Par ce froid, je ne risquais aucune averse et le foyer que j’affectionnais tant se trouvait maintenant à dix minutes. On m’interpella au cours de ces dix minutes, une force démoniaque élevant un complot contre moi. Ils avaient tous conspiré pour m’empêcher de rentrer chez moi, le climat, les inconnus indésirables.
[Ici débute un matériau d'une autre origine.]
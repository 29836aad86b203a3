//! Transport abstraction for the remote store.

use crate::error::{SyncError, SyncResult};
use campus_codec::TableName;
use parking_lot::Mutex;
use std::collections::BTreeMap;
use std::sync::atomic::{AtomicBool, Ordering};

/// Row-range access to the remote tables.
///
/// Rows are numbered from 1, as in the spreadsheet, and ranges are
/// inclusive. Implementations may return fewer rows than requested when
/// the table ends early.
pub trait TableTransport: Send + Sync {
    /// Reads rows `first..=last` of a table.
    fn read_range(&self, table: TableName, first: usize, last: usize)
        -> SyncResult<Vec<Vec<String>>>;

    /// Removes every value of a table.
    fn clear(&self, table: TableName) -> SyncResult<()>;

    /// Writes `rows` starting at the first row of a table.
    fn write(&self, table: TableName, rows: &[Vec<String>]) -> SyncResult<()>;

    /// Returns true if the last request reached the remote.
    fn is_connected(&self) -> bool;
}

/// Kind of request sent to a transport.
#[derive(Debug, Clone, Copy, PartialEq, Eq, Hash)]
pub enum Operation {
    /// A ranged read.
    Read,
    /// A table clear.
    Clear,
    /// A table write.
    Write,
}

/// A request recorded by [`MockTransport`].
#[derive(Debug, Clone, PartialEq, Eq)]
pub enum Request {
    /// `read_range(table, first, last)`.
    Read {
        /// Table read.
        table: TableName,
        /// First row requested.
        first: usize,
        /// Last row requested.
        last: usize,
    },
    /// `clear(table)`.
    Clear(TableName),
    /// `write(table, rows)` with the number of rows written.
    Write {
        /// Table written.
        table: TableName,
        /// Rows written.
        rows: usize,
    },
}

#[derive(Debug)]
struct Failure {
    table: TableName,
    operation: Operation,
    error: SyncError,
    remaining: Option<u32>,
}

/// An in-memory transport for tests, with per-table failure injection.
#[derive(Debug)]
pub struct MockTransport {
    connected: AtomicBool,
    sheets: Mutex<BTreeMap<TableName, Vec<Vec<String>>>>,
    failures: Mutex<Vec<Failure>>,
    requests: Mutex<Vec<Request>>,
}

impl MockTransport {
    /// Creates a mock with no sheets.
    pub fn new() -> Self {
        Self {
            connected: AtomicBool::new(true),
            sheets: Mutex::new(BTreeMap::new()),
            failures: Mutex::new(Vec::new()),
            requests: Mutex::new(Vec::new()),
        }
    }

    /// Replaces the contents of one sheet.
    pub fn set_sheet(&self, table: TableName, rows: Vec<Vec<String>>) {
        self.sheets.lock().insert(table, rows);
    }

    /// Returns a copy of one sheet.
    pub fn sheet(&self, table: TableName) -> Vec<Vec<String>> {
        self.sheets.lock().get(&table).cloned().unwrap_or_default()
    }

    /// Makes every `operation` on `table` fail with `error`.
    pub fn fail(&self, table: TableName, operation: Operation, error: SyncError) {
        self.push_failure(table, operation, error, None);
    }

    /// Makes the next `times` `operation`s on `table` fail with `error`.
    pub fn fail_times(&self, table: TableName, operation: Operation, error: SyncError, times: u32) {
        self.push_failure(table, operation, error, Some(times));
    }

    /// Removes all injected failures.
    pub fn heal(&self) {
        self.failures.lock().clear();
    }

    /// Sets the connection state.
    pub fn set_connected(&self, connected: bool) {
        self.connected.store(connected, Ordering::SeqCst);
    }

    /// Returns every request received so far.
    pub fn requests(&self) -> Vec<Request> {
        self.requests.lock().clone()
    }

    /// Forgets recorded requests.
    pub fn clear_requests(&self) {
        self.requests.lock().clear();
    }

    fn push_failure(
        &self,
        table: TableName,
        operation: Operation,
        error: SyncError,
        remaining: Option<u32>,
    ) {
        self.failures.lock().push(Failure {
            table,
            operation,
            error,
            remaining,
        });
    }

    fn check(&self, table: TableName, operation: Operation, request: Request) -> SyncResult<()> {
        self.requests.lock().push(request);
        if !self.is_connected() {
            return Err(SyncError::NotConnected);
        }

        let mut failures = self.failures.lock();
        let Some(index) = failures
            .iter()
            .position(|f| f.table == table && f.operation == operation)
        else {
            return Ok(());
        };
        let error = failures[index].error.clone();
        if let Some(remaining) = failures[index].remaining.as_mut() {
            *remaining -= 1;
            if *remaining == 0 {
                failures.remove(index);
            }
        }
        Err(error)
    }
}

impl Default for MockTransport {
    fn default() -> Self {
        Self::new()
    }
}

impl TableTransport for MockTransport {
    fn read_range(
        &self,
        table: TableName,
        first: usize,
        last: usize,
    ) -> SyncResult<Vec<Vec<String>>> {
        self.check(table, Operation::Read, Request::Read { table, first, last })?;
        let sheets = self.sheets.lock();
        let rows = sheets.get(&table).map(Vec::as_slice).unwrap_or_default();
        let start = first.saturating_sub(1).min(rows.len());
        let end = last.min(rows.len()).max(start);
        Ok(rows[start..end].to_vec())
    }

    fn clear(&self, table: TableName) -> SyncResult<()> {
        self.check(table, Operation::Clear, Request::Clear(table))?;
        self.sheets.lock().remove(&table);
        Ok(())
    }

    fn write(&self, table: TableName, rows: &[Vec<String>]) -> SyncResult<()> {
        self.check(
            table,
            Operation::Write,
            Request::Write {
                table,
                rows: rows.len(),
            },
        )?;
        let mut sheets = self.sheets.lock();
        let sheet = sheets.entry(table).or_default();
        for (i, row) in rows.iter().enumerate() {
            match sheet.get_mut(i) {
                Some(existing) => existing.clone_from(row),
                None => sheet.push(row.clone()),
            }
        }
        Ok(())
    }

    fn is_connected(&self) -> bool {
        self.connected.load(Ordering::SeqCst)
    }
}
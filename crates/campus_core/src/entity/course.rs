use super::{EntityKind, Record};
use serde::{Deserialize, Serialize};

/// A course.
#[derive(Debug, Clone, Default, PartialEq, Eq, Serialize, Deserialize)]
#[serde(rename_all = "camelCase", default)]
pub struct Course {
    /// Unique identifier.
    pub id: String,
    /// Course title.
    pub name: String,
    /// Credit hours.
    pub credit_hours: u32,
    /// Identifier of the assigned faculty member, if any.
    pub assigned_faculty: Option<String>,
    /// Identifiers of enrolled students, in enrollment order.
    pub enrolled_students: Vec<String>,
}

impl Course {
    /// Creates a course with no faculty and no students.
    pub fn new(id: impl Into<String>, name: impl Into<String>, credit_hours: u32) -> Self {
        Self {
            id: id.into(),
            name: name.into(),
            credit_hours,
            assigned_faculty: None,
            enrolled_students: Vec::new(),
        }
    }

    /// Sets the assigned faculty member and returns the course.
    #[must_use]
    pub fn with_faculty(mut self, faculty: impl Into<String>) -> Self {
        self.assigned_faculty = Some(faculty.into());
        self
    }

    /// Adds an enrolled student and returns the course.
    #[must_use]
    pub fn with_student(mut self, student: impl Into<String>) -> Self {
        let student = student.into();
        if !self.has_student(&student) {
            self.enrolled_students.push(student);
        }
        self
    }

    /// Returns true if `student` is enrolled.
    #[must_use]
    pub fn has_student(&self, student: &str) -> bool {
        self.enrolled_students.iter().any(|s| s == student)
    }

    /// Returns true if `faculty` is the assigned faculty member.
    #[must_use]
    pub fn is_taught_by(&self, faculty: &str) -> bool {
        self.assigned_faculty.as_deref() == Some(faculty)
    }
}

impl Record for Course {
    const KIND: EntityKind = EntityKind::Course;

    fn id(&self) -> &str {
        &self.id
    }

    fn name(&self) -> &str {
        &self.name
    }
}

#[cfg(test)]
mod tests {
    use super::*;

    #[test]
    fn unassigned_course_serializes_null_faculty() {
        let json = serde_json::to_string(&Course::new("CS101", "Intro", 3)).unwrap();
        assert!(json.contains(r#""assignedFaculty":null"#));
        assert!(json.contains(r#""creditHours":3"#));
        assert!(json.contains(r#""enrolledStudents":[]"#));
    }
}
Il s’approcha de moi d’un unique pas. Pourtant il me semblait bien loin. L’homme était grand, svelte et d’une élégance pareille à celle que l’on connaît, du siècle dernier. Cet homme aurait pu faire l’objet de mes fantasmes si le froid ne me poussait pas inéluctablement vers le confort.

Il me sourirait, tel un ange venu des hauteurs impalpables. Et sans me dire mot, me tira doucement par le bras jusque dans la ruelle adjacente. Les effluves de son parfum, parfum que je ne saurais décrire d’ailleurs, s’emparaient de mon être et réchauffaient la moindre parcelle de mon corps. Les seules paroles qu’il prononça furent celles d’un bourreau. Il souhaitait mon bonheur mais il me semblait plus qu’on me demandait mes dernières volontés. J’inhalais son aura, limpide, attirante. De son manteau, il m’enveloppa comme si je venais de naître. L’hiver faisait sa révérence et les premières lueurs du soleil pointaient le bout de leur nez, taquinant mes yeux clairs que l’inconnu ne cessait de regarder avec tendresse.

L’ange de la mort m’avait pris dans ces bras, m’ôtant à ce monde et ces pluies incessantes. Je laissais mon immeuble salvateur et les ombres, tournoyant de plus belle sur ces murs d’outre-tombe. Je chavirais dans un monde insensé et laissais enfin naître ce fantasme latent que m’inspirait le seul inconnu important à mes yeux, le seul homme que j’ai jamais aimé, l’ange de la mort. J’étais enfin libérée.